_Task goal:_ Each record is to be printed again precisely as it reads.

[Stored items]

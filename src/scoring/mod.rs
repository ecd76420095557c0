//! Dice-combination point values.
//!
//! The table players score against. The engine never inspects dice: the
//! presentation layer names the combination that was set aside and the
//! resulting points go straight into the `TurnAccumulator`.

mod combination;

pub use combination::{score_for_combination, Combination};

_Answer to this task:_
filename src/scoring/mod.rs
repository ecd76420095557c0
//! Dice-combination point values.
//!
//! The table players score against. The engine never inspects dice: the
//! presentation layer names the combination that was set aside and the
//! resulting points go straight into the `TurnAccumulator`.

mod combination;

pub use combination::{score_for_combination, Combination};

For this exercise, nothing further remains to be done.